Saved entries
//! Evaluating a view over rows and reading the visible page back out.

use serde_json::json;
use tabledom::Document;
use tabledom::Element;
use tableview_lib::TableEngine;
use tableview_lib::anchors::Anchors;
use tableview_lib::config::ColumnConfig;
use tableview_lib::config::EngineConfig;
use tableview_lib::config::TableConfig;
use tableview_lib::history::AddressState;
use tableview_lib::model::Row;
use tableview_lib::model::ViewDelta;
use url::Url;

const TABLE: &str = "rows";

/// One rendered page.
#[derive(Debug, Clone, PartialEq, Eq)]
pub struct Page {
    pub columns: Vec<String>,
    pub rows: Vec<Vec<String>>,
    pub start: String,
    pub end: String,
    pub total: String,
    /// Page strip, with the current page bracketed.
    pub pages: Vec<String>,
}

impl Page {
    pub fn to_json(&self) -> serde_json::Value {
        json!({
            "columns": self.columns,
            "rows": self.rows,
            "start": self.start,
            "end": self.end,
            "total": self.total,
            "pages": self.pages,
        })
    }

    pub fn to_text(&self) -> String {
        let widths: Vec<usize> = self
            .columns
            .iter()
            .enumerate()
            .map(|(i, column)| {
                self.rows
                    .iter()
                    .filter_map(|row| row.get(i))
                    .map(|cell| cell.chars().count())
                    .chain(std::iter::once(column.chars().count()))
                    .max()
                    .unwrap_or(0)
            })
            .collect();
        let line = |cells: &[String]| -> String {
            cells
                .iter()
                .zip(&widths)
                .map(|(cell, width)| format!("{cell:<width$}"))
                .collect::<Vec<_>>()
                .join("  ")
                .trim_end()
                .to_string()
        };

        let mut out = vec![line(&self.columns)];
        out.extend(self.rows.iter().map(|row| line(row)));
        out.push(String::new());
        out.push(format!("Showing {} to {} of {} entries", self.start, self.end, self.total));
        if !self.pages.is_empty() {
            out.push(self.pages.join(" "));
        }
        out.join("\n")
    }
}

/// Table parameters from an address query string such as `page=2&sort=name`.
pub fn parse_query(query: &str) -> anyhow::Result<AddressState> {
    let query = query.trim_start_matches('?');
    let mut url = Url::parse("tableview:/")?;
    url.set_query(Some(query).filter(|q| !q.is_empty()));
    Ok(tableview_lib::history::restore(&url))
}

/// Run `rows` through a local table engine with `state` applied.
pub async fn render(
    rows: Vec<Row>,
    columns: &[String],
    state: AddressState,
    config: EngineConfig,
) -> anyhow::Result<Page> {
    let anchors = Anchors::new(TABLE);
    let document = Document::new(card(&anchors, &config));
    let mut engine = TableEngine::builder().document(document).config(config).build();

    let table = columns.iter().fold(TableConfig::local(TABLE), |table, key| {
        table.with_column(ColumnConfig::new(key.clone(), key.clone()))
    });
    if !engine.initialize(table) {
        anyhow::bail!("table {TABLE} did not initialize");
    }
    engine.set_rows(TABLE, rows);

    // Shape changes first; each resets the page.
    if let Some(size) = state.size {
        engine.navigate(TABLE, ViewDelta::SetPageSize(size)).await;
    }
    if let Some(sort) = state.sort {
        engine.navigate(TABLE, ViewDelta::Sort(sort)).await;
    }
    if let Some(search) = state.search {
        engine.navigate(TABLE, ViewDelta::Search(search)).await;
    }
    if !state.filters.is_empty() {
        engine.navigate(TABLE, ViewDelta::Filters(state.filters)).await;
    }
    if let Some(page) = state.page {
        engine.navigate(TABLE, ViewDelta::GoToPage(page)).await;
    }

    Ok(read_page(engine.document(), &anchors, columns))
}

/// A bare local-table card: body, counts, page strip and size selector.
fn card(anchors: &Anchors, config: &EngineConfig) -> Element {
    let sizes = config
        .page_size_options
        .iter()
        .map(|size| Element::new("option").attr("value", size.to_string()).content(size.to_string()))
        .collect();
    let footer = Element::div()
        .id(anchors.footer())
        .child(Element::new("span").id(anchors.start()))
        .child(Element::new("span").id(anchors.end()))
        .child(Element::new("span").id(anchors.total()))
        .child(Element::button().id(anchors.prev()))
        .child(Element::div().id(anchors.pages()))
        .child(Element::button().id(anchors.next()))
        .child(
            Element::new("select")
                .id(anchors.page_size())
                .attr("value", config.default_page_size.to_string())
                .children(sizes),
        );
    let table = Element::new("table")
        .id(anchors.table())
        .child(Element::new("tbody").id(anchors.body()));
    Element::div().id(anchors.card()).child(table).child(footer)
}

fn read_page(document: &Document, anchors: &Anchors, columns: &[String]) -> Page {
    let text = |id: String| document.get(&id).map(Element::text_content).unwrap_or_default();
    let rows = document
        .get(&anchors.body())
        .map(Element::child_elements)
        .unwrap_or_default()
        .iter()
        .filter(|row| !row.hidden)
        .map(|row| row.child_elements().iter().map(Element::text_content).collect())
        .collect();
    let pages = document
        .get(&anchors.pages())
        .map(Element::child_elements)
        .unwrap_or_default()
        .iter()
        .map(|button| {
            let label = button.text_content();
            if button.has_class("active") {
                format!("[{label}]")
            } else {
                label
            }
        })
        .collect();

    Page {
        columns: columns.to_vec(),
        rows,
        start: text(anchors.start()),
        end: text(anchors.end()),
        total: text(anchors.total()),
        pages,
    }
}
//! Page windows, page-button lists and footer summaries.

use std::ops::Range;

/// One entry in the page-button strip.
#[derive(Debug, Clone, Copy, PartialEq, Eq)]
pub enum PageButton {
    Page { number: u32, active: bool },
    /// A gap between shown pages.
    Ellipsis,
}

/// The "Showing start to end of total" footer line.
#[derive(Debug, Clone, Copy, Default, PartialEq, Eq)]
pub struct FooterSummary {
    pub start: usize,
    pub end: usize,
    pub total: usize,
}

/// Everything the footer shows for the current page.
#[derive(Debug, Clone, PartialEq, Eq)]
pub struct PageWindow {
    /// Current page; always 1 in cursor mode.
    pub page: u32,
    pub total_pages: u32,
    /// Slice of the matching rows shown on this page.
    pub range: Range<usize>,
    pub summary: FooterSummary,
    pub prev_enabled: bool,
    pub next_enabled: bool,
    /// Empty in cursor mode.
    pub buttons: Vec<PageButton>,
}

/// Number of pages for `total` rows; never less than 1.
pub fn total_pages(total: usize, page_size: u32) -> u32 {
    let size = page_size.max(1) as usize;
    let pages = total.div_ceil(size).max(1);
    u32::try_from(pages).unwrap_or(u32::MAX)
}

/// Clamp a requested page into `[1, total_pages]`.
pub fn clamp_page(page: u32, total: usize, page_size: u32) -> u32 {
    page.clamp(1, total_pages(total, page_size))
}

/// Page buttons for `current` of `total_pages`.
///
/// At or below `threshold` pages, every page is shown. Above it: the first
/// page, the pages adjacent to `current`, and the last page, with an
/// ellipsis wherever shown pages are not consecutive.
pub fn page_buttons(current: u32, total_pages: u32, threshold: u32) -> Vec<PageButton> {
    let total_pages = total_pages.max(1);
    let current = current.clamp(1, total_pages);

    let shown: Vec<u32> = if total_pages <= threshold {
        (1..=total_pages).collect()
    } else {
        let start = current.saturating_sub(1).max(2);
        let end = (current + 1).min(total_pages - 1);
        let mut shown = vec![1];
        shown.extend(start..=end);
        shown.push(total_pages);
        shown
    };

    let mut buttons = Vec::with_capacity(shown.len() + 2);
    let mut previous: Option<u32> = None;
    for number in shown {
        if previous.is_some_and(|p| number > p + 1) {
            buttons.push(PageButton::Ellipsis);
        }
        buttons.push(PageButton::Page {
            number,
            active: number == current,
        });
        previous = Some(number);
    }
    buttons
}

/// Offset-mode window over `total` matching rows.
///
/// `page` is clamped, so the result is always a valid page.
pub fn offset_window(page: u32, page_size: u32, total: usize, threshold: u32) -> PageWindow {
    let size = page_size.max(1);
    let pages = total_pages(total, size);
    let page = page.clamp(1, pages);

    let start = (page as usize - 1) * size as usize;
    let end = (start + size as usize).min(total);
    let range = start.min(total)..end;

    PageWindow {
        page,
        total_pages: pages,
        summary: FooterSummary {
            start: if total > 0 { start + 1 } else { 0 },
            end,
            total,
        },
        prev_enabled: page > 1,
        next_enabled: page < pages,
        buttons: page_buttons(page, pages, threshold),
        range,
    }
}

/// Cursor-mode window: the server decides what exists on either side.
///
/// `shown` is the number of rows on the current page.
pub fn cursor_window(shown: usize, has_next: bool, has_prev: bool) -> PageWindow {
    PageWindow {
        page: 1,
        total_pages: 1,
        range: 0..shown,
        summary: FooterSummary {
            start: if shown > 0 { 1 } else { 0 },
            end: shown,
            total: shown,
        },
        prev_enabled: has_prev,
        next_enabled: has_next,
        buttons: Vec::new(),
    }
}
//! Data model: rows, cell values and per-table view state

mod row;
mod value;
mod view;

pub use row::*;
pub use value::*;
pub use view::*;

**THE PROBLEM**
With the first line of the records as the start and the line holding "One rendered page." as the end, please copy exactly those lines and no others.

**REPLY**
//! Evaluating a view over rows and reading the visible page back out.

use serde_json::json;
use tabledom::Document;
use tabledom::Element;
use tableview_lib::TableEngine;
use tableview_lib::anchors::Anchors;
use tableview_lib::config::ColumnConfig;
use tableview_lib::config::EngineConfig;
use tableview_lib::config::TableConfig;
use tableview_lib::history::AddressState;
use tableview_lib::model::Row;
use tableview_lib::model::ViewDelta;
use url::Url;

const TABLE: &str = "rows";

/// One rendered page.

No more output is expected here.